**Records from a data collection**

------------------------------

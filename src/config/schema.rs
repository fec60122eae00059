//! Configuration schema definitions.
//!
//! This module defines the rule file structure. All types derive Serde
//! traits for deserialization from TOML.

use serde::{Deserialize, Serialize};

/// Root configuration: manager settings plus the ordered rule list.
#[derive(Debug, Clone, Deserialize, Serialize)]
#[serde(default)]
pub struct AppConfig {
    /// Prefix placed before every generated URL (e.g., "/app").
    pub base_url: String,

    /// Separator between query pairs in generated URLs.
    pub ampersand: String,

    /// Logging settings.
    pub logging: LoggingConfig,

    /// Rules, tried in declaration order.
    pub rules: Vec<RuleEntry>,
}

impl Default for AppConfig {
    fn default() -> Self {
        Self {
            base_url: String::new(),
            ampersand: "&".to_string(),
            logging: LoggingConfig::default(),
            rules: Vec::new(),
        }
    }
}

/// Logging configuration.
#[derive(Debug, Clone, Deserialize, Serialize)]
#[serde(default)]
pub struct LoggingConfig {
    /// Log level (trace, debug, info, warn, error).
    pub level: String,

    /// Output format.
    pub format: LogFormat,
}

impl Default for LoggingConfig {
    fn default() -> Self {
        Self {
            level: "info".to_string(),
            format: LogFormat::Pretty,
        }
    }
}

#[derive(Debug, Clone, Copy, PartialEq, Eq, Deserialize, Serialize, Default)]
#[serde(rename_all = "lowercase")]
pub enum LogFormat {
    #[default]
    Pretty,
    Json,
}

/// One entry of the rule list, tagged by `kind`.
#[derive(Debug, Clone, PartialEq, Eq, Deserialize, Serialize)]
#[serde(tag = "kind", rename_all = "snake_case")]
pub enum RuleEntry {
    Nested(NestedRuleConfig),
    Static(StaticRuleConfig),
}

impl RuleEntry {
    pub fn route(&self) -> &str {
        match self {
            RuleEntry::Nested(c) => &c.route,
            RuleEntry::Static(c) => &c.route,
        }
    }
}

/// Nested path rule configuration.
#[derive(Debug, Clone, PartialEq, Eq, Deserialize, Serialize)]
pub struct NestedRuleConfig {
    /// Canonical route (e.g., "site/category").
    pub route: String,

    /// Parameter holding the unbounded-depth value.
    #[serde(alias = "nested")]
    pub nested_key: String,

    /// Path prefix used instead of the route; empty means the route itself.
    #[serde(default, alias = "route_friendly")]
    pub friendly_alias: String,

    /// Parameters written as name/value pairs before the nested segments.
    #[serde(default)]
    pub pre_nested_keys: Vec<String>,

    /// Separator between levels of the nested value.
    #[serde(default = "default_separator")]
    pub separator: String,
}

fn default_separator() -> String {
    "/".to_string()
}

impl NestedRuleConfig {
    pub fn new(route: impl Into<String>, nested_key: impl Into<String>) -> Self {
        Self {
            route: route.into(),
            nested_key: nested_key.into(),
            friendly_alias: String::new(),
            pre_nested_keys: Vec::new(),
            separator: default_separator(),
        }
    }

    pub fn with_alias(mut self, alias: impl Into<String>) -> Self {
        self.friendly_alias = alias.into();
        self
    }

    pub fn with_pre_nested<I, S>(mut self, keys: I) -> Self
    where
        I: IntoIterator<Item = S>,
        S: Into<String>,
    {
        self.pre_nested_keys = keys.into_iter().map(Into::into).collect();
        self
    }

    pub fn with_separator(mut self, separator: impl Into<String>) -> Self {
        self.separator = separator.into();
        self
    }
}

/// Fixed-path rule configuration.
#[derive(Debug, Clone, PartialEq, Eq, Deserialize, Serialize)]
pub struct StaticRuleConfig {
    /// Canonical route.
    pub route: String,

    /// Literal path; defaults to the route.
    #[serde(default)]
    pub pattern: Option<String>,
}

------------------------------

**Task description**
Reproduce, please, every line of the records above without alteration.

**Reply to the exercise**
filename src/config/schema.rs
repository fec60122eae00059
//! Configuration schema definitions.
//!
//! This module defines the rule file structure. All types derive Serde
//! traits for deserialization from TOML.

use serde::{Deserialize, Serialize};

/// Root configuration: manager settings plus the ordered rule list.
#[derive(Debug, Clone, Deserialize, Serialize)]
#[serde(default)]
pub struct AppConfig {
    /// Prefix placed before every generated URL (e.g., "/app").
    pub base_url: String,

    /// Separator between query pairs in generated URLs.
    pub ampersand: String,

    /// Logging settings.
    pub logging: LoggingConfig,

    /// Rules, tried in declaration order.
    pub rules: Vec<RuleEntry>,
}

impl Default for AppConfig {
    fn default() -> Self {
        Self {
            base_url: String::new(),
            ampersand: "&".to_string(),
            logging: LoggingConfig::default(),
            rules: Vec::new(),
        }
    }
}

/// Logging configuration.
#[derive(Debug, Clone, Deserialize, Serialize)]
#[serde(default)]
pub struct LoggingConfig {
    /// Log level (trace, debug, info, warn, error).
    pub level: String,

    /// Output format.
    pub format: LogFormat,
}

impl Default for LoggingConfig {
    fn default() -> Self {
        Self {
            level: "info".to_string(),
            format: LogFormat::Pretty,
        }
    }
}

#[derive(Debug, Clone, Copy, PartialEq, Eq, Deserialize, Serialize, Default)]
#[serde(rename_all = "lowercase")]
pub enum LogFormat {
    #[default]
    Pretty,
    Json,
}

/// One entry of the rule list, tagged by `kind`.
#[derive(Debug, Clone, PartialEq, Eq, Deserialize, Serialize)]
#[serde(tag = "kind", rename_all = "snake_case")]
pub enum RuleEntry {
    Nested(NestedRuleConfig),
    Static(StaticRuleConfig),
}

impl RuleEntry {
    pub fn route(&self) -> &str {
        match self {
            RuleEntry::Nested(c) => &c.route,
            RuleEntry::Static(c) => &c.route,
        }
    }
}

/// Nested path rule configuration.
#[derive(Debug, Clone, PartialEq, Eq, Deserialize, Serialize)]
pub struct NestedRuleConfig {
    /// Canonical route (e.g., "site/category").
    pub route: String,

    /// Parameter holding the unbounded-depth value.
    #[serde(alias = "nested")]
    pub nested_key: String,

    /// Path prefix used instead of the route; empty means the route itself.
    #[serde(default, alias = "route_friendly")]
    pub friendly_alias: String,

    /// Parameters written as name/value pairs before the nested segments.
    #[serde(default)]
    pub pre_nested_keys: Vec<String>,

    /// Separator between levels of the nested value.
    #[serde(default = "default_separator")]
    pub separator: String,
}

fn default_separator() -> String {
    "/".to_string()
}

impl NestedRuleConfig {
    pub fn new(route: impl Into<String>, nested_key: impl Into<String>) -> Self {
        Self {
            route: route.into(),
            nested_key: nested_key.into(),
            friendly_alias: String::new(),
            pre_nested_keys: Vec::new(),
            separator: default_separator(),
        }
    }

    pub fn with_alias(mut self, alias: impl Into<String>) -> Self {
        self.friendly_alias = alias.into();
        self
    }

    pub fn with_pre_nested<I, S>(mut self, keys: I) -> Self
    where
        I: IntoIterator<Item = S>,
        S: Into<String>,
    {
        self.pre_nested_keys = keys.into_iter().map(Into::into).collect();
        self
    }

    pub fn with_separator(mut self, separator: impl Into<String>) -> Self {
        self.separator = separator.into();
        self
    }
}

/// Fixed-path rule configuration.
#[derive(Debug, Clone, PartialEq, Eq, Deserialize, Serialize)]
pub struct StaticRuleConfig {
    /// Canonical route.
    pub route: String,

    /// Literal path; defaults to the route.
    #[serde(default)]
    pub pattern: Option<String>,
}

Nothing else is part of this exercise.